Supreme Court

Decision Information

Decision Content

SUPREME COURT OF Nova Scotia

Citation: Kentville (Town) v. Mike’s Clothing Limited, 2022 NSSC 273

Date: 20220926

Docket: Kentville,  No.  511564

Registry: Kentville

Between:

Town of Kentville

Applicant

v.

Mike’s Clothing Limited

Respondent

 

Judge:

The Honourable Justice Gail L. Gatchalian

Heard:

September 12, 2022 in Kentville, Nova Scotia

Counsel:

John Shanks, for the Applicant

Richard Norman, for the Respondent

 

 


By the Court:

Introduction

[1]             In this Application, the Applicant, the Town of Kentville, seeks reconveyance of a property under the terms of an agreement for purchase and sale between the Town and the Respondent, Mike’s Clothing Limited. The Town says that Mike’s failed to meet the construction deadlines in the agreement, entitling the Town to buy the property back. Mike’s response is that the Town denied its request for an extension of the construction deadlines in bad faith. In this motion, Mike’s asks for an order authorizing the issuance of eight discovery subpoenas. Mike’s says that the witnesses it wishes to discover have information that is relevant to its claim that the Town breached its duty of good faith contractual performance. The Town disputes the relevance of the information.

[2]             Andrew Zebian is the directing mind of Mike’s. He is also a Town Councillor. As a Councillor, Mr. Zebian attempted to bring to public attention a 2020 letter from the former Chief Administrative Officer (“CAO”) of the Town, Kelly Rice, to Council. In the letter, Ms. Rice alleged that the Mayor and certain councillors had engaged in inappropriate conduct. Apparently, the Town terminated her employment one day later. Mike’s says that Council decided to deny its extension request and to enforce reconveyance of the property in order to punish Mr. Zebian for raising concerns about the letter and the termination of Ms. Rice.

[3]             Mike’s says that the witnesses have the following information relevant to its claim of retribution on the part of Council against Mr. Zebian:

1.                 information about the merits of Ms. Rice’s allegations and the Town’s termination of Ms. Rice;

2.                 information about how the Town treated extension requests of other developers subject to construction deadlines in contracts with the Town and the Town’s efforts, if any, to buy back properties from those developers;

3.                 information about what development was happening in the Town during the Covid-19 pandemic;

4.                 information about the creation of the agreement and the progress of the development on the part of Mike’s.

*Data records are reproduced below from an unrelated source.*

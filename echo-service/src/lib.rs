//! # Echo Service
//!
//! **INTERNAL USE ONLY**: This crate exists solely to provide a gRPC server
//! implementation and descriptor set for integration testing the `weft` tool.
//! It is not intended for production use.
//!
//! The Protobuf bindings, the descriptor set, and the server glue are
//! maintained by hand (mirroring what `tonic-prost-build` would emit for
//! `echo.proto`) so the fixture builds without a protoc toolchain.

use prost_types::field_descriptor_proto::{Label, Type};
use prost_types::{
    DescriptorProto, FieldDescriptorProto, FileDescriptorProto, FileDescriptorSet,
    MethodDescriptorProto, ServiceDescriptorProto,
};

pub mod pb {
    //! Message types for `echo.EchoService`. Field numbers are kept in sync
    //! with [`file_descriptor_set`](super::file_descriptor_set).

    #[derive(Clone, PartialEq, ::prost::Message)]
    pub struct EchoRequest {
        #[prost(string, tag = "1")]
        pub message: ::prost::alloc::string::String,
    }

    #[derive(Clone, PartialEq, ::prost::Message)]
    pub struct EchoResponse {
        #[prost(string, tag = "1")]
        pub message: ::prost::alloc::string::String,
    }
}

pub use server::{EchoService, EchoServiceServer};

/// The descriptor set describing `echo.EchoService`, equivalent to compiling:
///
/// ```proto
/// syntax = "proto3";
/// package echo;
///
/// message EchoRequest { string message = 1; }
/// message EchoResponse { string message = 1; }
///
/// service EchoService {
///   rpc UnaryEcho(EchoRequest) returns (EchoResponse);
///   rpc FailingEcho(EchoRequest) returns (EchoResponse);
///   rpc ServerStreamingEcho(EchoRequest) returns (stream EchoResponse);
/// }
/// ```
///
/// `ServerStreamingEcho` is declared but not served: it exists so clients can
/// observe a streaming method descriptor.
pub fn file_descriptor_set() -> FileDescriptorSet {
    let string_field = |name: &str| FieldDescriptorProto {
        name: Some(name.to_string()),
        number: Some(1),
        label: Some(Label::Optional as i32),
        r#type: Some(Type::String as i32),
        json_name: Some(name.to_string()),
        ..Default::default()
    };

    let message = |name: &str| DescriptorProto {
        name: Some(name.to_string()),
        field: vec![string_field("message")],
        ..Default::default()
    };

    let unary = |name: &str| MethodDescriptorProto {
        name: Some(name.to_string()),
        input_type: Some(".echo.EchoRequest".to_string()),
        output_type: Some(".echo.EchoResponse".to_string()),
        ..Default::default()
    };

    FileDescriptorSet {
        file: vec![FileDescriptorProto {
            name: Some("echo.proto".to_string()),
            package: Some("echo".to_string()),
            syntax: Some("proto3".to_string()),
            message_type: vec![message("EchoRequest"), message("EchoResponse")],
            service: vec![ServiceDescriptorProto {
                name: Some("EchoService".to_string()),
                method: vec![
                    unary("UnaryEcho"),
                    unary("FailingEcho"),
                    MethodDescriptorProto {
                        server_streaming: Some(true),
                        ..unary("ServerStreamingEcho")
                    },
                ],
                ..Default::default()
            }],
            ..Default::default()
        }],
    }
}

mod server {
    //! Hand-maintained equivalent of the `tonic-prost-build` server glue for
    //! the unary methods of `echo.EchoService`.

    use super::pb::{EchoRequest, EchoResponse};
    use tonic::codegen::*;

    #[async_trait]
    pub trait EchoService: std::marker::Send + std::marker::Sync + 'static {
        async fn unary_echo(
            &self,
            request: tonic::Request<EchoRequest>,
        ) -> std::result::Result<tonic::Response<EchoResponse>, tonic::Status>;

        async fn failing_echo(
            &self,
            request: tonic::Request<EchoRequest>,
        ) -> std::result::Result<tonic::Response<EchoResponse>, tonic::Status>;
    }

    #[derive(Debug)]
    pub struct EchoServiceServer<T> {
        inner: Arc<T>,
    }

    impl<T> EchoServiceServer<T> {
        pub fn new(inner: T) -> Self {
            Self {
                inner: Arc::new(inner),
            }
        }
    }

    impl<T> Clone for EchoServiceServer<T> {
        fn clone(&self) -> Self {
            Self {
                inner: Arc::clone(&self.inner),
            }
        }
    }

    impl<T, B> Service<http::Request<B>> for EchoServiceServer<T>
    where
        T: EchoService,
        B: Body + std::marker::Send + 'static,
        B::Error: Into<StdError> + std::marker::Send + 'static,
    {
        type Response = http::Response<tonic::body::Body>;
        type Error = std::convert::Infallible;
        type Future = BoxFuture<Self::Response, Self::Error>;

        fn poll_ready(
            &mut self,
            _cx: &mut Context<'_>,
        ) -> Poll<std::result::Result<(), Self::Error>> {
            Poll::Ready(Ok(()))
        }

        fn call(&mut self, req: http::Request<B>) -> Self::Future {
            match req.uri().path() {
                "/echo.EchoService/UnaryEcho" => {
                    #[allow(non_camel_case_types)]
                    struct UnaryEchoSvc<T: EchoService>(pub Arc<T>);
                    impl<T: EchoService> tonic::server::UnaryService<EchoRequest> for UnaryEchoSvc<T> {
                        type Response = EchoResponse;
                        type Future = BoxFuture<tonic::Response<Self::Response>, tonic::Status>;
                        fn call(&mut self, request: tonic::Request<EchoRequest>) -> Self::Future {
                            let inner = Arc::clone(&self.0);
                            let fut =
                                async move { <T as EchoService>::unary_echo(&inner, request).await };
                            Box::pin(fut)
                        }
                    }
                    let inner = Arc::clone(&self.inner);
                    let fut = async move {
                        let method = UnaryEchoSvc(inner);
                        let codec = tonic_prost::ProstCodec::default();
                        let mut grpc = tonic::server::Grpc::new(codec);
                        let res = grpc.unary(method, req).await;
                        Ok(res)
                    };
                    Box::pin(fut)
                }
                "/echo.EchoService/FailingEcho" => {
                    #[allow(non_camel_case_types)]
                    struct FailingEchoSvc<T: EchoService>(pub Arc<T>);
                    impl<T: EchoService> tonic::server::UnaryService<EchoRequest> for FailingEchoSvc<T> {
                        type Response = EchoResponse;
                        type Future = BoxFuture<tonic::Response<Self::Response>, tonic::Status>;
                        fn call(&mut self, request: tonic::Request<EchoRequest>) -> Self::Future {
                            let inner = Arc::clone(&self.0);
                            let fut = async move {
                                <T as EchoService>::failing_echo(&inner, request).await
                            };
                            Box::pin(fut)
                        }
                    }
                    let inner = Arc::clone(&self.inner);
                    let fut = async move {
                        let method = FailingEchoSvc(inner);
                        let codec = tonic_prost::ProstCodec::default();
                        let mut grpc = tonic::server::Grpc::new(codec);
                        let res = grpc.unary(method, req).await;
                        Ok(res)
                    };
                    Box::pin(fut)
                }
                _ => Box::pin(async move {
                    let mut response = http::Response::new(tonic::body::Body::default());
                    let headers = response.headers_mut();
                    headers.insert(
                        http::header::CONTENT_TYPE,
                        http::HeaderValue::from_static("application/grpc"),
                    );
                    headers.insert("grpc-status", http::HeaderValue::from_static("12"));
                    Ok(response)
                }),
            }
        }
    }

    impl<T> tonic::server::NamedService for EchoServiceServer<T> {
        const NAME: &'static str = "echo.EchoService";
    }
}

[4]             The Civil Procedure Rules do not set out a test for the approval of a discovery subpoena. However, in my view, Mike’s must establish that the information sought from the witnesses is relevant, or that it is likely to lead to relevant information: under Civil Procedure Rule 18.13(1), a witness at a discovery must answer questions that ask for relevant evidence or information that is likely to lead to relevant evidence. I should also be satisfied that discovery of the witnesses will promote the just, speedy and inexpensive determination of this Application: Civil Procedure Rule 1.01.

[5]             “Relevant” is defined in Rule 14.01(1) as having the same meaning as at the trial of an action. As the motions judge, I am to assess whether the judge presiding at the trial would find the information to be relevant. At this stage in the process, relevance can only be assessed based on the pleadings and the evidence known at this time. Relevant information is information that is probative of a material fact in issue in the proceeding. Information is probative if it logically makes something more or less likely. As the motions judge, I do not assess how probative the information would be in the context of the trial of the action but whether it is probative of a material fact in issue. If the information has some tendency as a matter of logic and human experience to make the proposition for which it is advanced more likely than the proposition would be in the absence of that evidence, then it is relevant. See Murphy v. Lawton’s Drug Store Limited2010 NSSC 289 at para.16; Saturley v. CIBC World Markets Inc.2011 NSSC 4 at para.46; and Wilson Fuel Co. v. Power Plus Technology Inc.2015 NSSC 304 at para.16.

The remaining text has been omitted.